Build cache makes repeated builds fast

The first capy build greet does a full go mod tidy and pulls dependencies. Subsequent rebuilds (even after editing greet.capy) reuse Go's build cache and finish in 1–2 seconds. CI matrices that build every target in parallel share the cache too.

Building inside the Capy source tree vs. from a release

If you're working inside a clone of github.com/olivierdevelops/capy, capy build automatically detects the local module and uses a replace directive — your changes to the engine flow into the output binary. If you installed capy via go install or downloaded a release, the build pulls the published module version from the proxy instead.

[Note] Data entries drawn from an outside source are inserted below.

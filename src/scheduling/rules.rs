// file: src/scheduling/rules.rs
// description: working-hours window, time grid and weekend policy for evaluations

use crate::config::SchedulingConfig;
use chrono::{Datelike, Duration, NaiveDate, NaiveTime, Timelike, Weekday};

#[derive(Debug, Clone, PartialEq, Eq)]
pub struct SchedulingRules {
    pub max_per_day: usize,
    pub day_start: NaiveTime,
    pub day_end: NaiveTime,
    pub step_minutes: u32,
    pub allow_weekends: bool,
}

impl SchedulingRules {
    pub fn is_weekend(date: NaiveDate) -> bool {
        matches!(date.weekday(), Weekday::Sat | Weekday::Sun)
    }

    pub fn within_hours(&self, start: NaiveTime, end: NaiveTime) -> bool {
        start >= self.day_start && end <= self.day_end
    }

    pub fn on_grid(&self, time: NaiveTime) -> bool {
        time.second() == 0
            && time.nanosecond() == 0
            && time.minute() % self.step_minutes.max(1) == 0
    }

    /// Selectable start/end times, `day_start..=day_end` in grid steps.
    pub fn time_options(&self) -> Vec<NaiveTime> {
        let step = Duration::minutes(i64::from(self.step_minutes.max(1)));
        let mut options = Vec::new();
        let mut current = self.day_start;
        while current <= self.day_end {
            options.push(current);
            let (next, wrapped) = current.overflowing_add_signed(step);
            if wrapped != 0 {
                break;
            }
            current = next;
        }
        options
    }
}

impl Default for SchedulingRules {
    fn default() -> Self {
        Self {
            max_per_day: 2,
            day_start: NaiveTime::from_hms_opt(8, 0, 0).unwrap_or_default(),
            day_end: NaiveTime::from_hms_opt(17, 55, 0).unwrap_or_default(),
            step_minutes: 5,
            allow_weekends: false,
        }
    }
}

impl From<&SchedulingConfig> for SchedulingRules {
    fn from(config: &SchedulingConfig) -> Self {
        Self {
            max_per_day: config.max_per_day,
            day_start: config.day_start,
            day_end: config.day_end,
            step_minutes: config.step_minutes,
            allow_weekends: config.allow_weekends,
        }
    }
}
// file: src/comments/thread.rs
// description: builds a reply tree from the flat, parent-linked comment list

use crate::models::Comment;
use chrono::{DateTime, Utc};
use std::collections::{HashMap, HashSet};
use tracing::{debug, warn};

#[derive(Debug, Clone, PartialEq)]
pub struct CommentNode {
    pub comment: Comment,
    pub replies: Vec<CommentNode>,
}

/// Comments of one evaluation as a forest.
///
/// Roots are comments without a parent, or whose parent is not in the list.
/// Siblings are ordered by `created_at`, then id. A comment caught in a
/// parent cycle is promoted to a root, so every input comment appears
/// exactly once.
#[derive(Debug, Clone, Default, PartialEq)]
pub struct CommentThread {
    roots: Vec<CommentNode>,
}

fn sort_key(comment: &Comment) -> (bool, Option<DateTime<Utc>>, &str) {
    (
        comment.created_at.is_none(),
        comment.created_at,
        comment.comment_id.as_str(),
    )
}

impl CommentThread {
    pub fn build(comments: Vec<Comment>) -> Self {
        let mut seen = HashSet::new();
        let mut ordered: Vec<Comment> = Vec::with_capacity(comments.len());
        for comment in comments {
            if seen.insert(comment.comment_id.clone()) {
                ordered.push(comment);
            } else {
                warn!("Dropping duplicate comment {}", comment.comment_id);
            }
        }
        ordered.sort_by(|a, b| sort_key(a).cmp(&sort_key(b)));

        let order: Vec<String> = ordered.iter().map(|c| c.comment_id.clone()).collect();
        let mut root_ids = Vec::new();
        let mut children: HashMap<String, Vec<String>> = HashMap::new();
        for comment in &ordered {
            match &comment.parent_comment_id {
                Some(parent) if parent != &comment.comment_id && seen.contains(parent) => {
                    children
                        .entry(parent.clone())
                        .or_default()
                        .push(comment.comment_id.clone());
                }
                _ => root_ids.push(comment.comment_id.clone()),
            }
        }

        let mut pending: HashMap<String, Comment> = ordered
            .into_iter()
            .map(|comment| (comment.comment_id.clone(), comment))
            .collect();

        let mut roots: Vec<CommentNode> = root_ids
            .iter()
            .filter_map(|id| Self::take(id, &mut pending, &children))
            .collect();

        // whatever is left only hangs off a cycle
        let mut promoted = false;
        for id in &order {
            if pending.contains_key(id) {
                debug!("Promoting comment {} out of a reply cycle", id);
                if let Some(node) = Self::take(id, &mut pending, &children) {
                    roots.push(node);
                    promoted = true;
                }
            }
        }
        if promoted {
            roots.sort_by(|a, b| sort_key(&a.comment).cmp(&sort_key(&b.comment)));
        }

        Self { roots }
    }

    fn take(
        id: &str,
        pending: &mut HashMap<String, Comment>,
        children: &HashMap<String, Vec<String>>,
    ) -> Option<CommentNode> {
        let comment = pending.remove(id)?;
        let replies = children
            .get(id)
            .map(|ids| {
                ids.iter()
                    .filter_map(|child| Self::take(child, pending, children))
                    .collect()
            })
            .unwrap_or_default();
        Some(CommentNode { comment, replies })
    }

    pub fn roots(&self) -> &[CommentNode] {
        &self.roots
    }

    pub fn is_empty(&self) -> bool {
        self.roots.is_empty()
    }

    pub fn len(&self) -> usize {
        self.walk().len()
    }

    pub fn contains(&self, comment_id: &str) -> bool {
        self.walk()
            .iter()
            .any(|(_, comment)| comment.comment_id == comment_id)
    }

    /// Depth-first, parents before replies, with each comment's depth.
    pub fn walk(&self) -> Vec<(usize, &Comment)> {
        fn visit<'a>(node: &'a CommentNode, depth: usize, out: &mut Vec<(usize, &'a Comment)>) {
            out.push((depth, &node.comment));
            for reply in &node.replies {
                visit(reply, depth + 1, out);
            }
        }

        let mut out = Vec::new();
        for root in &self.roots {
            visit(root, 0, &mut out);
        }
        out
    }
}

#[cfg(test)]
mod tests {
    use super::*;
    use chrono::TimeZone;

    fn comment(id: &str, parent: Option<&str>, minute: u32) -> Comment {
        Comment {
            comment_id: id.to_string(),
            evaluation_id: "e1".to_string(),
            user_id: "u1".to_string(),
            parent_comment_id: parent.map(str::to_string),
            text: format!("comment {}", id),
            is_edited: false,
            created_at: Some(Utc.with_ymd_and_hms(2025, 3, 4, 9, minute, 0).unwrap()),
            updated_at: None,
        }
    }

    fn shape(thread: &CommentThread) -> Vec<(usize, String)> {
        thread
            .walk()
            .into_iter()
            .map(|(depth, c)| (depth, c.comment_id.clone()))
            .collect()
    }

    #[test]
    fn test_replies_nest_in_time_order() {
        let thread = CommentThread::build(vec![
            comment("c3", Some("c1"), 5),
            comment("c1", None, 0),
            comment("c2", Some("c1"), 3),
            comment("c4", Some("c2"), 6),
            comment("c5", None, 1),
        ]);
        assert_eq!(
            shape(&thread),
            vec![
                (0, "c1".to_string()),
                (1, "c2".to_string()),
                (2, "c4".to_string()),
                (1, "c3".to_string()),
                (0, "c5".to_string()),
            ]
        );
    }

    #[test]
    fn test_orphans_become_roots() {
        let thread = CommentThread::build(vec![
            comment("c1", None, 0),
            comment("c2", Some("deleted"), 1),
        ]);
        assert_eq!(thread.roots().len(), 2);
        assert_eq!(thread.len(), 2);
    }

    #[test]
    fn test_cycles_keep_every_comment_once() {
        let thread = CommentThread::build(vec![
            comment("a", Some("b"), 0),
            comment("b", Some("a"), 1),
            comment("self", Some("self"), 2),
            comment("root", None, 3),
        ]);
        let ids: Vec<String> = shape(&thread).into_iter().map(|(_, id)| id).collect();
        assert_eq!(ids.len(), 4);
        for id in ["a", "b", "self", "root"] {
            assert!(thread.contains(id), "missing {}", id);
        }
    }

    #[test]
    fn test_ties_break_on_id() {
        let thread = CommentThread::build(vec![comment("b", None, 0), comment("a", None, 0)]);
        assert_eq!(thread.roots()[0].comment.comment_id, "a");
    }

    #[test]
    fn test_empty_thread() {
        let thread = CommentThread::build(Vec::new());
        assert!(thread.is_empty());
        assert_eq!(thread.len(), 0);
    }
}
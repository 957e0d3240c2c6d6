// file: src/backend/rest.rs
// description: reqwest adapter for the hosted PostgREST backend
// reference: https://docs.rs/reqwest

use super::query::TableQuery;
use super::store::{CourseFilter, EvaluationFilter, PortalStore, ScheduleFilter};
use crate::config::BackendConfig;
use crate::error::{PortalError, Result};
use crate::models::{
    Cohort, Comment, Course, CourseUpdate, Department, Evaluation, FacultyProfile, NewComment,
    NewEvaluation, NewReaction, NewSchedule, NewUser, Reaction, ReactionTarget, Role, Room,
    Schedule, StudentProfile, TimeSlot, User,
};
use async_trait::async_trait;
use reqwest::{Client, Method, RequestBuilder, Response, Url};
use serde::Serialize;
use serde::de::DeserializeOwned;
use serde_json::json;
use std::time::Duration;
use tracing::{debug, warn};

#[derive(Clone)]
pub struct RestStore {
    client: Client,
    base_url: String,
    api_key: String,
}

impl RestStore {
    pub fn new(config: &BackendConfig) -> Result<Self> {
        let api_key = config
            .api_key
            .clone()
            .filter(|key| !key.trim().is_empty())
            .ok_or_else(|| {
                PortalError::Config(
                    "Backend credentials not configured. Set SUPABASE_URL and SUPABASE_KEY \
                     or backend.api_key in the config file."
                        .to_string(),
                )
            })?;

        let client = Client::builder()
            .timeout(Duration::from_secs(config.timeout_secs))
            .build()?;

        Ok(Self {
            client,
            base_url: config.url.trim_end_matches('/').to_string(),
            api_key,
        })
    }

    pub fn url_for(&self, query: &TableQuery) -> Result<Url> {
        let raw = format!("{}{}", self.base_url, query.path());
        Url::parse(&raw)
            .map_err(|e| PortalError::Config(format!("Invalid backend URL {}: {}", raw, e)))
    }

    fn request(&self, method: Method, query: &TableQuery) -> Result<RequestBuilder> {
        let url = self.url_for(query)?;
        debug!("{} {}", method, url.path());

        Ok(self
            .client
            .request(method, url)
            .header("apikey", self.api_key.as_str())
            .header("Authorization", format!("Bearer {}", self.api_key))
            .header("Accept", "application/json"))
    }

    async fn fetch<T: DeserializeOwned>(&self, query: TableQuery) -> Result<Vec<T>> {
        let response = self.request(Method::GET, &query)?.send().await?;
        Self::read_rows(query.table_name(), response).await
    }

    async fn fetch_one<T: DeserializeOwned>(&self, query: TableQuery) -> Result<Option<T>> {
        Ok(self.fetch(query).await?.into_iter().next())
    }

    /// Sends a write and returns the affected rows (`Prefer: return=representation`).
    async fn write<B, T>(&self, method: Method, query: TableQuery, body: &B) -> Result<Vec<T>>
    where
        B: Serialize + ?Sized + Sync,
        T: DeserializeOwned,
    {
        let response = self
            .request(method, &query)?
            .header("Prefer", "return=representation")
            .json(body)
            .send()
            .await?;
        Self::read_rows(query.table_name(), response).await
    }

    async fn insert<B, T>(&self, query: TableQuery, body: &B) -> Result<T>
    where
        B: Serialize + ?Sized + Sync,
        T: DeserializeOwned,
    {
        let table = query.table_name();
        self.write(Method::POST, query, body)
            .await?
            .into_iter()
            .next()
            .ok_or_else(|| PortalError::Decode(format!("insert into {} returned no rows", table)))
    }

    async fn remove(&self, query: TableQuery) -> Result<bool> {
        let response = self
            .request(Method::DELETE, &query)?
            .header("Prefer", "return=representation")
            .send()
            .await?;
        let rows: Vec<serde_json::Value> = Self::read_rows(query.table_name(), response).await?;
        Ok(!rows.is_empty())
    }

    async fn read_rows<T: DeserializeOwned>(table: &str, response: Response) -> Result<Vec<T>> {
        let status = response.status();
        let body = response.bytes().await?;
        debug!("{} responded {} ({} bytes)", table, status, body.len());

        if !status.is_success() {
            let text = String::from_utf8_lossy(&body).into_owned();
            warn!("Backend rejected request on {}: {}", table, status);
            return Err(PortalError::Api {
                status: status.as_u16(),
                body: text,
            });
        }

        // DELETE/PATCH without representation answer 204 with no body
        if body.is_empty() {
            return Ok(Vec::new());
        }

        serde_json::from_slice(&body)
            .map_err(|e| PortalError::Decode(format!("{} response: {}", table, e)))
    }
}

#[async_trait]
impl PortalStore for RestStore {
    async fn find_user_by_email(&self, email: &str) -> Result<Option<User>> {
        self.fetch_one(TableQuery::table("users").eq("email", email))
            .await
    }

    async fn find_user_by_id(&self, id: &str) -> Result<Option<User>> {
        self.fetch_one(TableQuery::table("users").eq("id", id)).await
    }

    async fn list_users(&self) -> Result<Vec<User>> {
        self.fetch(TableQuery::table("users").order_asc("name"))
            .await
    }

    async fn insert_user(&self, user: &NewUser) -> Result<User> {
        self.insert(TableQuery::table("users"), user).await
    }

    async fn update_user_role(&self, id: &str, role: Role) -> Result<bool> {
        let rows: Vec<User> = self
            .write(
                Method::PATCH,
                TableQuery::table("users").eq("id", id),
                &json!({ "role": role }),
            )
            .await?;
        Ok(!rows.is_empty())
    }

    async fn delete_user(&self, id: &str) -> Result<bool> {
        self.remove(TableQuery::table("users").eq("id", id)).await
    }

    async fn list_departments(&self) -> Result<Vec<Department>> {
        self.fetch(TableQuery::table("departments").order_asc("name"))
            .await
    }

    async fn find_department_by_name(&self, name: &str) -> Result<Option<Department>> {
        self.fetch_one(TableQuery::table("departments").eq("name", name))
            .await
    }

    async fn find_department_by_id(&self, id: &str) -> Result<Option<Department>> {
        self.fetch_one(TableQuery::table("departments").eq("department_id", id))
            .await
    }

    async fn list_courses(&self, filter: &CourseFilter) -> Result<Vec<Course>> {
        self.fetch(
            TableQuery::table("courses")
                .eq_opt("department_id", filter.department_id.as_deref())
                .order_asc("code"),
        )
        .await
    }

    async fn update_course(&self, id: &str, update: &CourseUpdate) -> Result<Option<Course>> {
        let rows: Vec<Course> = self
            .write(Method::PATCH, TableQuery::table("courses").eq("id", id), update)
            .await?;
        Ok(rows.into_iter().next())
    }

    async fn delete_course(&self, id: &str) -> Result<bool> {
        self.remove(TableQuery::table("courses").eq("id", id)).await
    }

    async fn list_rooms(&self, available_only: bool) -> Result<Vec<Room>> {
        let query = TableQuery::table("rooms");
        let query = if available_only {
            query.eq("is_available", true)
        } else {
            query
        };
        self.fetch(query).await
    }

    async fn list_time_slots(&self, day_of_week: Option<&str>) -> Result<Vec<TimeSlot>> {
        self.fetch(
            TableQuery::table("time_slots")
                .eq_opt("day_of_week", day_of_week)
                .order_asc("start_time"),
        )
        .await
    }

    async fn list_cohorts(&self, department_id: Option<&str>) -> Result<Vec<Cohort>> {
        self.fetch(TableQuery::table("cohorts").eq_opt("department_id", department_id))
            .await
    }

    async fn list_schedules(&self, filter: &ScheduleFilter) -> Result<Vec<Schedule>> {
        self.fetch(
            TableQuery::table("schedules")
                .eq_opt("faculty_id", filter.faculty_id.as_deref())
                .eq_opt("cohort_id", filter.cohort_id.as_deref()),
        )
        .await
    }

    async fn insert_schedule(&self, schedule: &NewSchedule) -> Result<Schedule> {
        self.insert(TableQuery::table("schedules"), schedule).await
    }

    async fn list_evaluations(&self, filter: &EvaluationFilter) -> Result<Vec<Evaluation>> {
        self.fetch(
            TableQuery::table("evaluations")
                .eq_opt("faculty_id", filter.faculty_id.as_deref())
                .eq_opt("course_id", filter.course_id.as_deref())
                .order_asc("date"),
        )
        .await
    }

    async fn insert_evaluation(&self, evaluation: &NewEvaluation) -> Result<Evaluation> {
        self.insert(TableQuery::table("evaluations"), evaluation)
            .await
    }

    async fn list_comments(&self, evaluation_id: &str) -> Result<Vec<Comment>> {
        self.fetch(
            TableQuery::table("comments")
                .eq("evaluation_id", evaluation_id)
                .order_asc("created_at"),
        )
        .await
    }

    async fn insert_comment(&self, comment: &NewComment) -> Result<Comment> {
        self.insert(TableQuery::table("comments"), comment).await
    }

    async fn list_reactions(&self, target: &ReactionTarget) -> Result<Vec<Reaction>> {
        let query = match target {
            ReactionTarget::Evaluation(evaluation_id) => TableQuery::table("reactions")
                .eq("evaluation_id", evaluation_id)
                .is_null("comment_id"),
            ReactionTarget::Comment(comment_id) => {
                TableQuery::table("reactions").eq("comment_id", comment_id)
            }
        };
        self.fetch(query).await
    }

    async fn insert_reaction(&self, reaction: &NewReaction) -> Result<Reaction> {
        self.insert(TableQuery::table("reactions"), reaction).await
    }

    async fn list_faculty(&self) -> Result<Vec<FacultyProfile>> {
        self.fetch(TableQuery::table("faculty")).await
    }

    async fn update_faculty_profile(
        &self,
        faculty_id: &str,
        profile: &FacultyProfile,
    ) -> Result<()> {
        let _: Vec<serde_json::Value> = self
            .write(
                Method::PATCH,
                TableQuery::table("faculty").eq("faculty_id", faculty_id),
                profile,
            )
            .await?;
        Ok(())
    }

    async fn update_student_profile(
        &self,
        student_id: &str,
        profile: &StudentProfile,
    ) -> Result<()> {
        let _: Vec<serde_json::Value> = self
            .write(
                Method::PATCH,
                TableQuery::table("students").eq("student_id", student_id),
                profile,
            )
            .await?;
        Ok(())
    }
}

What if the agent / user wants the binary INSIDE the browser?

For "I want a Capy library that runs in a browser tab" the cleanest path is to compile the engine (cmd/capy-wasm) to WASM and load your library source dynamically. That's exactly the playground's setup. capy build greet -o greet.wasm (i.e. embedding the library) also works but the entry point currently expects an os.Args-style invocation, so a JS host is required to feed it.


Caveats

Caveat Mitigation
Go toolchain required to build (not to run) One-time install. go install golang.org/dl/go1.22@latest.
Cross-compiling to js/wasm produces a binary, not a webpage Pair with wasm_exec.js + a small HTML host, OR use the playground-style entry in cmd/capy-wasm instead.
No --target flag yet Use GOOS / GOARCH env vars (table above). Vote with an issue if you want a flag.
Library command bodies that exec external tools Those tools must exist on the target machine, not the build machine. exec "pandoc" … in a library command will fail on a host that doesn't have pandoc installed.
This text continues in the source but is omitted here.